# DVD



## catsears (Apr 20, 2012)

hey not sure if here's the place - but...

dvd player 1 connected to tv 1 - played dvds fine, in color

dvd player 2 connected to tv 1 - played dvds fine, in color

disconnected dvd player 2 - player/cords connected to tv 2 - plays fine

problem: dvd player 1 PLAYS DVDS IN BLACK AND WHITE!!!! Why? nothing has changed with player 1 and tv 1. nothing was disconnected or changed - tried playing any of our dvds - all black and white - no color!!

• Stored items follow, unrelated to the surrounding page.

use std::path::PathBuf;

use chrono::Utc;
use serde::Serialize;
use tokio::io::AsyncWriteExt;
use tokio::sync::broadcast::{self, error::RecvError, error::TryRecvError};
use tokio_util::sync::CancellationToken;
use tracing::{debug, error, info};

use stepflow_core::types::RunEvent;

/// JSONL run logger.
///
/// Consumes [`RunEvent`]s from the event bus and writes one JSON object per
/// line. The format is append-only: if the process dies mid-run, every
/// previously written line is intact.
pub struct RunLogger {
    log_dir: PathBuf,
    level: u8,
}

/// A single log entry written to the JSONL file.
#[derive(Serialize)]
struct LogEntry {
    timestamp: String,
    run_id: String,
    event_type: String,
    #[serde(skip_serializing_if = "Option::is_none")]
    node_id: Option<String>,
    #[serde(skip_serializing_if = "Option::is_none")]
    detail: Option<serde_json::Value>,
}

impl RunLogger {
    /// Create a new RunLogger.
    ///
    /// Logs are written to `{log_dir}/{timestamp}.jsonl`.
    /// `level` controls verbosity: 1=run summary, 2=node outcomes, 3=every event.
    pub fn new(log_dir: PathBuf, level: u8) -> Self {
        Self { log_dir, level }
    }

    /// Run the logger until cancelled or the bus closes.
    ///
    /// Subscribe before spawning this so no early events are missed. On
    /// cancellation, events already queued on `rx` are still written.
    /// Returns the log file path, or `None` if it couldn't be opened.
    pub async fn run(
        self,
        mut rx: broadcast::Receiver<RunEvent>,
        cancel: CancellationToken,
    ) -> Option<PathBuf> {
        if let Err(e) = tokio::fs::create_dir_all(&self.log_dir).await {
            error!(error = %e, "Failed to create log directory");
            return None;
        }

        let timestamp = Utc::now().format("%Y%m%d_%H%M%S_%3f").to_string();
        let log_path = self.log_dir.join(format!("{}.jsonl", timestamp));

        let file = match tokio::fs::OpenOptions::new()
            .create(true)
            .append(true)
            .open(&log_path)
            .await
        {
            Ok(f) => f,
            Err(e) => {
                error!(error = %e, path = %log_path.display(), "Failed to open log file");
                return None;
            }
        };

        info!(path = %log_path.display(), "RunLogger started");

        let mut writer = tokio::io::BufWriter::new(file);

        loop {
            tokio::select! {
                _ = cancel.cancelled() => {
                    // Drain whatever is already queued
                    loop {
                        match rx.try_recv() {
                            Ok(event) => {
                                if !self.write_event(&mut writer, &event).await {
                                    break;
                                }
                            }
                            Err(TryRecvError::Lagged(n)) => {
                                debug!(skipped = n, "RunLogger lagged, skipped events");
                            }
                            Err(_) => break,
                        }
                    }
                    debug!("RunLogger cancelled");
                    break;
                }
                result = rx.recv() => {
                    match result {
                        Ok(event) => {
                            if !self.write_event(&mut writer, &event).await {
                                break;
                            }
                        }
                        Err(RecvError::Lagged(n)) => {
                            debug!(skipped = n, "RunLogger lagged, skipped events");
                        }
                        Err(RecvError::Closed) => {
                            debug!("EventBus closed, RunLogger stopping");
                            break;
                        }
                    }
                }
            }
        }

        // Final flush
        writer.flush().await.ok();
        debug!(path = %log_path.display(), "RunLogger finished");
        Some(log_path)
    }

    /// Returns false if writing failed and the logger should stop.
    async fn write_event(
        &self,
        writer: &mut tokio::io::BufWriter<tokio::fs::File>,
        event: &RunEvent,
    ) -> bool {
        let Some(entry) = self.event_to_entry(event) else {
            return true;
        };

        if let Ok(json) = serde_json::to_string(&entry) {
            let line = format!("{}\n", json);
            if let Err(e) = writer.write_all(line.as_bytes()).await {
                error!(error = %e, "Failed to write log entry");
                return false;
            }
            // Flush after each entry for crash resilience
            if let Err(e) = writer.flush().await {
                error!(error = %e, "Failed to flush log");
            }
        }
        true
    }

    /// Convert a RunEvent to a log entry (returns None if filtered by level).
    fn event_to_entry(&self, event: &RunEvent) -> Option<LogEntry> {
        let ts = Utc::now().to_rfc3339();
        let run_id = event.run_id().0.clone();
        let event_type = event.kind().to_string();

        match event {
            // L1: Always logged (run summary)
            RunEvent::RunStarted { context, .. } => Some(LogEntry {
                timestamp: ts,
                run_id,
                event_type,
                node_id: None,
                detail: Some(serde_json::json!({
                    "input": truncate_json(&context["input"], 500),
                })),
            }),
            RunEvent::RunCompleted { path, .. } => Some(LogEntry {
                timestamp: ts,
                run_id,
                event_type,
                node_id: None,
                detail: Some(serde_json::json!({
                    "steps": path.len(),
                    "path": path,
                })),
            }),

            // L2: Node outcomes (level >= 2)
            RunEvent::NodeCompleted { node_id, delta, .. } if self.level >= 2 => Some(LogEntry {
                timestamp: ts,
                run_id,
                event_type,
                node_id: Some(node_id.clone()),
                detail: Some(serde_json::json!({
                    "delta": truncate_json(delta, 500),
                })),
            }),
            RunEvent::NodeFailed { node_id, error, .. } if self.level >= 2 => Some(LogEntry {
                timestamp: ts,
                run_id,
                event_type,
                node_id: Some(node_id.clone()),
                detail: Some(serde_json::json!({ "error": error })),
            }),

            // L3: Every step (level >= 3)
            RunEvent::NodeStarted { node_id, .. } if self.level >= 3 => Some(LogEntry {
                timestamp: ts,
                run_id,
                event_type,
                node_id: Some(node_id.clone()),
                detail: None,
            }),

            _ => None,
        }
    }
}

/// Truncate a JSON value for logging.
fn truncate_json(value: &serde_json::Value, max_len: usize) -> String {
    let s = value.to_string();
    if s.len() <= max_len {
        return s;
    }
    let mut end = max_len;
    while !s.is_char_boundary(end) {
        end -= 1;
    }
    format!("{}...", &s[..end])
}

any ideas? thanks - we're stumped.


----------



## etaf (Dec 28, 2008)

how are they connected by SCART - i have seen this issue where the scart has not been not plugged fully in


----------



## catsears (Apr 20, 2012)

sorry dont know SCART? what in the world is it? thanks for replying though!


----------



## etaf (Dec 28, 2008)

what type of cable connects the DVD to the TV?


----------



## catsears (Apr 20, 2012)

Hi Wayne, red/yellow/white


----------



## etaf (Dec 28, 2008)

composite - and both players connect the same


----------



## catsears (Apr 20, 2012)

yep, both were same - player 2 is working fine in color on tv 2; player 1 is still black and white on tv 1 - other than taking player 2(with its cables) off tv 1, nothing else changed....just dont get it.......thanks


----------



## etaf (Dec 28, 2008)

> player 2 is working fine in color on tv 2; player 1 is still black and white on tv 1


can you put 
Player 1 onto TV2 
see if that is B&W

THEN 
Player 2 onto TV1 
see if that is colour


----------